fn parse_pdu(pdu: &[u8]) -> Result<PduFields<'_>> {
    let first = *pdu
        .first()
        .ok_or_else(|| HartError::invalid_response("empty HART frame"))?;
    let index = if first & 0x80 != 0 {
        6 + usize::from((first & 0x60) >> 5)
    } else {
        2
    };

    if pdu.len() < index + 4 {
        return Err(HartError::invalid_response(format!(
            "HART frame of {} bytes too short for its {} address",
            pdu.len(),
            if first & 0x80 != 0 { "long" } else { "short" }
        )));
    }

    let command = pdu[index];
    let byte_count = usize::from(pdu[index + 1]);
    if byte_count < 2 {
        return Err(HartError::invalid_response(format!(
            "command {} byte count {} does not cover response code and device status",
            command, byte_count
        )));
    }

    let start = index + 4;
    let end = start + byte_count - 2;
    if pdu.len() < end {
        return Err(HartError::invalid_response(format!(
            "response too short for command {}: expected {} data bytes, got {}",
            command,
            byte_count - 2,
            pdu.len() - start
        )));
    }

    Ok(PduFields {
        command,
        response_code: pdu[index + 2],
        device_status: pdu[index + 3],
        data: &pdu[start..end],
    })
}

impl HartIpResponse {
    /// Parses a complete HART-IP message.
    ///
    /// Bodies longer than [`MAX_BODY_LEN`] are truncated rather than rejected.
    ///
    /// # Errors
    ///
    /// - `HartError::UnsupportedVersion` for a version other than 1
    /// - `HartError::UnsupportedMessageType` for an unknown message type
    /// - `HartError::InvalidResponse` if the message or its PDU is truncated
    ///
    /// # Example
    ///
    /// ```
    /// use hart_ip::HartIpResponse;
    ///
    /// // ACK, keep alive, status 0, tid 3, no body
    /// let rsp = HartIpResponse::from_bytes(&[1, 1, 2, 0, 0, 3, 0, 8]).unwrap();
    /// assert_eq!(rsp.header.transaction_id, 3);
    /// assert_eq!(rsp.response_code, 0);
    /// assert!(rsp.data.is_empty());
    /// ```
    pub fn from_bytes(bytes: &[u8]) -> Result<Self> {
        let header = HartIpHeader::from_bytes(bytes)?;
        let body_len = header.body_len().min(MAX_BODY_LEN);
        let available = bytes.len() - HEADER_SIZE;
        if available < body_len {
            return Err(HartError::invalid_response(format!(
                "message truncated: byte count announces {} body bytes, got {}",
                body_len, available
            )));
        }
        let body = bytes[HEADER_SIZE..HEADER_SIZE + body_len].to_vec();
        Self::from_parts(header, body)
    }

    fn from_parts(header: HartIpHeader, body: Vec<u8>) -> Result<Self> {
        let mut response = Self {
            header,
            body: Vec::new(),
            command: 0,
            response_code: header.status,
            device_status: 0,
            data: Vec::new(),
            timestamp: timestamp(),
        };

        let carries_reply = matches!(
            header.message_type,
            MessageType::Response | MessageType::PublishNotify
        );
        let is_pdu = matches!(
            header.message_id,
            MessageId::HartWiredPdu | MessageId::HartWirelessPdu
        );

        if carries_reply && is_pdu && !body.is_empty() {
            let fields = parse_pdu(&body)?;
            response.command = fields.command;
            response.response_code = fields.response_code;
            response.device_status = fields.device_status;
            response.data = fields.data.to_vec();
        } else if carries_reply {
            response.data = body.clone();
        }
        response.body = body;
        Ok(response)
    }

    /// Builds the wire bytes of a message, for simulated servers.
    ///
    /// # Example
    ///
    /// ```
    /// use hart_ip::{HartIpResponse, MessageId, MessageType};
    ///
    /// let bytes = HartIpResponse::encode(MessageType::Response, MessageId::KeepAlive, 0, 9, &[]);
    /// assert_eq!(bytes, vec![1, 1, 2, 0, 0, 9, 0, 8]);
    /// ```
    pub fn encode(
        message_type: MessageType,
        message_id: MessageId,
        status: u8,
        transaction_id: u16,
        body: &[u8],
    ) -> Vec<u8> {
        let header = HartIpHeader {
            version: PROTOCOL_VERSION,
            message_type,
            message_id,
            status,
            transaction_id,
            byte_count: (HEADER_SIZE + body.len()) as u16,
        };
        let mut out = Vec::with_capacity(HEADER_SIZE + body.len());
        out.extend_from_slice(&header.to_bytes());
        out.extend_from_slice(body);
        out
    }

    /// Builds a successful-looking PDU reply without going through the wire,
    /// for fixtures and offline decoding. `data` must fit a byte count.
    pub fn for_command(command: u8, response_code: u8, data: &[u8]) -> Self {
        let pdu = ResponsePdu::success(Address::Short(0), command, data.to_vec())
            .with_response_code(response_code);
        let body = pdu.to_bytes();
        Self {
            header: HartIpHeader {
                version: PROTOCOL_VERSION,
                message_type: MessageType::Response,
                message_id: MessageId::HartWiredPdu,
                status: 0,
                transaction_id: 0,
                byte_count: (HEADER_SIZE + body.len()) as u16,
            },
            body,
            command,
            response_code,
            device_status: 0,
            data: data.to_vec(),
            timestamp: timestamp(),
        }
    }

    /// Serializes the response back to its wire form.
    pub fn to_bytes(&self) -> Vec<u8> {
        Self::encode(
            self.header.message_type,
            self.header.message_id,
            self.header.status,
            self.header.transaction_id,
            &self.body,
        )
    }

    /// Transaction id of the response.
    pub fn transaction_id(&self) -> u16 {
        self.header.transaction_id
    }

    /// Number of data bytes.
    pub fn data_count(&self) -> usize {
        self.data.len()
    }

    /// Returns whether the message is an ACK.
    pub fn is_valid_response(&self) -> bool {
        self.header.message_type == MessageType::Response
    }

    /// Returns whether the message is an unsolicited publish.
    pub fn is_publish(&self) -> bool {
        self.header.message_type == MessageType::PublishNotify
    }

    /// Returns whether the header status byte is zero.
    pub fn is_status_success(&self) -> bool {
        self.header.status == 0
    }

    /// Returns whether this is a command 77 reply carrying a nested PDU.
    pub fn is_tunneled(&self) -> bool {
        self.is_pdu() && u16::from(self.command) == CMD_TUNNEL
    }

    fn is_pdu(&self) -> bool {
        matches!(
            self.header.message_id,
            MessageId::HartWiredPdu | MessageId::HartWirelessPdu
        ) && !self.body.is_empty()
    }

    /// Response code classification.
    pub fn class(&self) -> ResponseClass {
        ResponseClass::from_code(self.response_code)
    }

    /// Returns whether the response code is in an error range.
    pub fn is_error_response(&self) -> bool {
        is_error_code(self.response_code)
    }

    /// Inactivity close time granted in a session-initiate reply.
    pub fn inactivity_close_time(&self) -> Option<u32> {
        if self.header.message_id != MessageId::SessionInitiate || self.body.len() < 5 {
            return None;
        }
        Some(u32::from_be_bytes([
            self.body[1],
            self.body[2],
            self.body[3],
            self.body[4],
        ]))
    }

    /// Extracts the sub-device reply nested in a command 77 response.
    ///
    /// The returned value carries the inner PDU as its body and the inner
    /// command, response code, device status and data; `self` is untouched.
    ///
    /// # Errors
    ///
    /// Returns `HartError::InvalidResponse` if this is not a command 77 reply
    /// or the nested frame is malformed.
    pub fn unwrap_tunnel(&self) -> Result<Self> {
        if !self.is_tunneled() {
            return Err(HartError::invalid_response(format!(
                "command {} reply is not a command 77 tunnel",
                self.command
            )));
        }
        if self.data.len() < 2 {
            return Err(HartError::invalid_response(
                "command 77 reply carries no nested frame",
            ));
        }

        let inner = &self.data[2..];
        let fields = parse_pdu(inner)?;
        Ok(Self {
            header: self.header,
            body: inner.to_vec(),
            command: fields.command,
            response_code: fields.response_code,
            device_status: fields.device_status,
            data: fields.data.to_vec(),
            timestamp: self.timestamp.clone(),
        })
    }
}

impl fmt::Display for HartIpResponse {
    fn fmt(&self, f: &mut fmt::Formatter<'_>) -> fmt::Result {
        write!(
            f,
            "{}, Rx: {}, TranId: {}, ByteCount: {}",
            self.timestamp,
            self.header,
            self.header.transaction_id,
            self.body.len()
        )?;
        if !self.body.is_empty() {
            write!(f, ", Data: {}", format_hex(&self.body))?;
        }
        Ok(())
    }
}

#[cfg(test)]
mod tests {
    use super::*;
    use crate::device::DeviceId;

    fn pdu_message(tid: u16, pdu: &ResponsePdu) -> Vec<u8> {
        HartIpResponse::encode(
            MessageType::Response,
            MessageId::HartWiredPdu,
            0,
            tid,
            &pdu.to_bytes(),
        )
    }

    #[test]
    fn test_parse_short_frame_reply() {
        let pdu = ResponsePdu::success(Address::Short(0), 0, vec![254, 0x26, 0x07]);
        let rsp = HartIpResponse::from_bytes(&pdu_message(12, &pdu)).unwrap();

        assert!(rsp.is_valid_response());
        assert_eq!(rsp.transaction_id(), 12);
        assert_eq!(rsp.command, 0);
        assert_eq!(rsp.response_code, 0);
        assert_eq!(rsp.data, vec![254, 0x26, 0x07]);
    }

    #[test]
    fn test_parse_long_frame_reply() {
        let id = DeviceId::new(0x2607, 0x010203);
        let pdu = ResponsePdu::success(Address::Long(id), 48, vec![1, 2, 3, 4])
            .with_response_code(8);
        let bytes = pdu_message(1, &pdu);
        let rsp = HartIpResponse::from_bytes(&bytes).unwrap();

        assert_eq!(rsp.command, 48);
        assert_eq!(rsp.response_code, 8);
        assert_eq!(rsp.data_count(), 4);
        assert_eq!(rsp.class(), ResponseClass::Warning);
        assert_eq!(rsp.to_bytes(), bytes);
    }

    #[test]
    fn test_long_frame_expansion_bytes_shift_command() {
        // delimiter with one expansion byte
        let mut pdu = vec![0x86 | 0x20, 0xA6, 0x07, 0x01, 0x02, 0x03, 0xEE, 1, 3, 0, 0, 0x55];
        pdu.push(crate::command::checksum(&pdu));
        let bytes = HartIpResponse::encode(MessageType::Response, MessageId::HartWiredPdu, 0, 1, &pdu);
        let rsp = HartIpResponse::from_bytes(&bytes).unwrap();

        assert_eq!(rsp.command, 1);
        assert_eq!(rsp.data, vec![0x55]);
    }

    #[test]
    fn test_session_initiate_reply() {
        let body = [1, 0x00, 0x09, 0x27, 0xC0];
        let bytes = HartIpResponse::encode(
            MessageType::Response,
            MessageId::SessionInitiate,
            8,
            0,
            &body,
        );
        let rsp = HartIpResponse::from_bytes(&bytes).unwrap();

        assert_eq!(rsp.response_code, 8);
        assert_eq!(rsp.data, body.to_vec());
        assert_eq!(rsp.inactivity_close_time(), Some(600_000));
    }

    #[test]
    fn test_empty_body_takes_status() {
        let bytes = HartIpResponse::encode(MessageType::Nak, MessageId::KeepAlive, 15, 4, &[]);
        let rsp = HartIpResponse::from_bytes(&bytes).unwrap();
        assert_eq!(rsp.response_code, 15);
        assert!(!rsp.is_valid_response());
    }

    #[test]
    fn test_oversized_body_is_truncated() {
        let mut bytes = HartIpResponse::encode(
            MessageType::Response,
            MessageId::Discovery,
            0,
            1,
            &vec![0xAB; 600],
        );
        bytes.truncate(HEADER_SIZE + 600);
        let rsp = HartIpResponse::from_bytes(&bytes).unwrap();
        assert_eq!(rsp.body.len(), MAX_BODY_LEN);
    }

    #[test]
    fn test_truncated_pdu_is_reported() {
        let pdu = ResponsePdu::success(Address::Short(0), 20, vec![0x41; 32]).to_bytes();
        let bytes = HartIpResponse::encode(
            MessageType::Response,
            MessageId::HartWiredPdu,
            0,
            1,
            &pdu[..10],
        );
        let err = HartIpResponse::from_bytes(&bytes).unwrap_err();
        assert!(err.to_string().contains("response too short for command 20"));
    }

    #[test]
    fn test_truncated_message_is_reported() {
        let mut bytes = HartIpResponse::encode(MessageType::Response, MessageId::HartWiredPdu, 0, 1, &[1, 2, 3]);
        bytes.pop();
        assert!(HartIpResponse::from_bytes(&bytes).is_err());
    }

    #[test]
    fn test_unwrap_tunnel() {
        let sub = DeviceId::new(0x1A2B, 0x000102);
        let inner = ResponsePdu::success(Address::Long(sub), 1, vec![0x27, 0x40, 0x48, 0xF5, 0xC3]);
        let mut outer_data = vec![2, 3];
        outer_data.extend_from_slice(&inner.to_bytes());
        let root = DeviceId::new(0xE1F6, 1);
        let outer = ResponsePdu::success(Address::Long(root), 77, outer_data);

        let rsp = HartIpResponse::from_bytes(&pdu_message(7, &outer)).unwrap();
        assert!(rsp.is_tunneled());

        let unwrapped = rsp.unwrap_tunnel().unwrap();
        assert_eq!(unwrapped.command, 1);
        assert_eq!(unwrapped.data, vec![0x27, 0x40, 0x48, 0xF5, 0xC3]);
        assert_eq!(unwrapped.transaction_id(), 7);
        assert!(!unwrapped.is_tunneled());
        assert_eq!(rsp.command, 77);
    }

    #[test]
    fn test_unwrap_non_tunnel_is_rejected() {
        let rsp = HartIpResponse::for_command(0, 0, &[254]);
        assert!(rsp.unwrap_tunnel().is_err());
    }

    #[test]
    fn test_error_ranges() {
        assert!(is_error_code(2));
        assert!(is_error_code(16));
        assert!(is_error_code(64));
        assert!(!is_error_code(0));
        assert!(!is_error_code(8));
        assert!(!is_error_code(24));
        assert!(ResponseClass::Busy.is_delayed());
        assert!(!ResponseClass::DrDead.is_delayed());
    }

    #[test]
    fn test_display_lists_body() {
        let rsp = HartIpResponse::for_command(0, 0, &[]);
        let text = rsp.to_string();
        assert!(text.contains("Rx: Message Header: Ver: 1, MsgType: 1, MsgId: 3"));
        assert!(text.ends_with("ByteCount: 7, Data: 06 80 00 02 00 00 84"));
    }
}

| Problem requirements |
Return each line in the records that holds the string "HartError".

| Exercise answer |
        .ok_or_else(|| HartError::invalid_response("empty HART frame"))?;
        return Err(HartError::invalid_response(format!(
        return Err(HartError::invalid_response(format!(
        return Err(HartError::invalid_response(format!(
    /// - `HartError::UnsupportedVersion` for a version other than 1
    /// - `HartError::UnsupportedMessageType` for an unknown message type
    /// - `HartError::InvalidResponse` if the message or its PDU is truncated
            return Err(HartError::invalid_response(format!(
    /// Returns `HartError::InvalidResponse` if this is not a command 77 reply
            return Err(HartError::invalid_response(format!(
            return Err(HartError::invalid_response(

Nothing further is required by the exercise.